From the listing below, extract every line containing "FramedRead".
--- Raw data ---
//! Indexing progress records emitted by the backend on stdout.

use std::pin::Pin;
use std::task::{ready, Context, Poll};

use futures::stream::{FusedStream, Stream};
use serde::Deserialize;
use tokio::io::AsyncRead;
use tokio::sync::mpsc;
use tokio_util::codec::{FramedRead, LinesCodec, LinesCodecError};

const MAX_RECORD_BYTES: usize = 64 * 1024;

#[derive(Debug, Clone, Default, PartialEq, Deserialize)]
#[serde(default)]
pub struct StartRecord {
    pub total_images: u64,
    pub total_batches: u64,
}

#[derive(Debug, Clone, Default, PartialEq, Deserialize)]
#[serde(default)]
pub struct BatchRecord {
    pub batch: u64,
    pub total_batches: u64,
    pub images_processed: u64,
    pub total_images: u64,
    pub elapsed: f64,
    pub images_per_sec: f64,
    pub indexed_total: u64,
}

#[derive(Debug, Clone, Default, PartialEq, Deserialize)]
#[serde(default)]
pub struct CompleteRecord {
    pub total_images: u64,
    pub new_images: u64,
    pub total_time: f64,
    pub images_per_sec: f64,
    pub ocr_extracted: u64,
}

#[derive(Debug, Clone, PartialEq, Deserialize)]
#[serde(tag = "type", rename_all = "snake_case")]
pub enum ProgressEvent {
    Start(StartRecord),
    Progress(BatchRecord),
    Complete(CompleteRecord),
}

impl ProgressEvent {
    pub fn is_complete(&self) -> bool {
        matches!(self, Self::Complete(_))
    }

    /// Fraction of batches done, when the record carries enough to say.
    pub fn fraction(&self) -> Option<f64> {
        match self {
            Self::Start(_) => Some(0.0),
            Self::Progress(record) if record.total_batches > 0 => {
                Some((record.batch as f64 / record.total_batches as f64).min(1.0))
            }
            Self::Progress(_) => None,
            Self::Complete(_) => Some(1.0),
        }
    }
}

pub fn parse_record(line: &str) -> Option<ProgressEvent> {
    let line = line.trim();
    if !line.starts_with('{') {
        return None;
    }
    match serde_json::from_str::<ProgressEvent>(line) {
        Ok(event) => Some(event),
        Err(error) => {
            tracing::trace!(%error, "skipping unrecognized output record");
            None
        }
    }
}

/// Lazily parses progress records out of a byte stream.
///
/// Ends after a `complete` record or at end of input; once ended it stays ended
/// until [`ProgressStream::next_pass`] rearms it for a later indexing run.
pub struct ProgressStream<R> {
    lines: FramedRead<R, LinesCodec>,
    done: bool,
    exhausted: bool,
}

impl<R: AsyncRead + Unpin> ProgressStream<R> {
    pub fn new(reader: R) -> Self {
        Self {
            lines: FramedRead::new(reader, LinesCodec::new_with_max_length(MAX_RECORD_BYTES)),
            done: false,
            exhausted: false,
        }
    }

    /// Rearms a stream that ended on `complete`. False once input itself has ended.
    pub fn next_pass(&mut self) -> bool {
        if self.exhausted {
            return false;
        }
        self.done = false;
        true
    }
}

impl<R: AsyncRead + Unpin> Stream for ProgressStream<R> {
    type Item = ProgressEvent;

    fn poll_next(self: Pin<&mut Self>, cx: &mut Context<'_>) -> Poll<Option<Self::Item>> {
        let this = self.get_mut();
        if this.done {
            return Poll::Ready(None);
        }

        loop {
            match ready!(Pin::new(&mut this.lines).poll_next(cx)) {
                None => {
                    this.done = true;
                    this.exhausted = true;
                    return Poll::Ready(None);
                }
                Some(Err(LinesCodecError::MaxLineLengthExceeded)) => continue,
                Some(Err(LinesCodecError::Io(error))) => {
                    tracing::warn!(%error, "progress stream read failed");
                    this.done = true;
                    this.exhausted = true;
                    return Poll::Ready(None);
                }
                Some(Ok(line)) => {
                    if let Some(event) = parse_record(&line) {
                        this.done = event.is_complete();
                        return Poll::Ready(Some(event));
                    }
                }
            }
        }
    }
}

impl<R: AsyncRead + Unpin> FusedStream for ProgressStream<R> {
    fn is_terminated(&self) -> bool {
        self.done
    }
}

/// Progress events of one backend launch, handed out once.
#[derive(Debug)]
pub struct ProgressFeed {
    rx: mpsc::UnboundedReceiver<ProgressEvent>,
}

impl ProgressFeed {
    pub(crate) fn new(rx: mpsc::UnboundedReceiver<ProgressEvent>) -> Self {
        Self { rx }
    }
}

impl Stream for ProgressFeed {
    type Item = ProgressEvent;

    fn poll_next(self: Pin<&mut Self>, cx: &mut Context<'_>) -> Poll<Option<Self::Item>> {
        self.get_mut().rx.poll_recv(cx)
    }
}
---
Answer –
use tokio_util::codec::{FramedRead, LinesCodec, LinesCodecError};
    lines: FramedRead<R, LinesCodec>,
            lines: FramedRead::new(reader, LinesCodec::new_with_max_length(MAX_RECORD_BYTES)),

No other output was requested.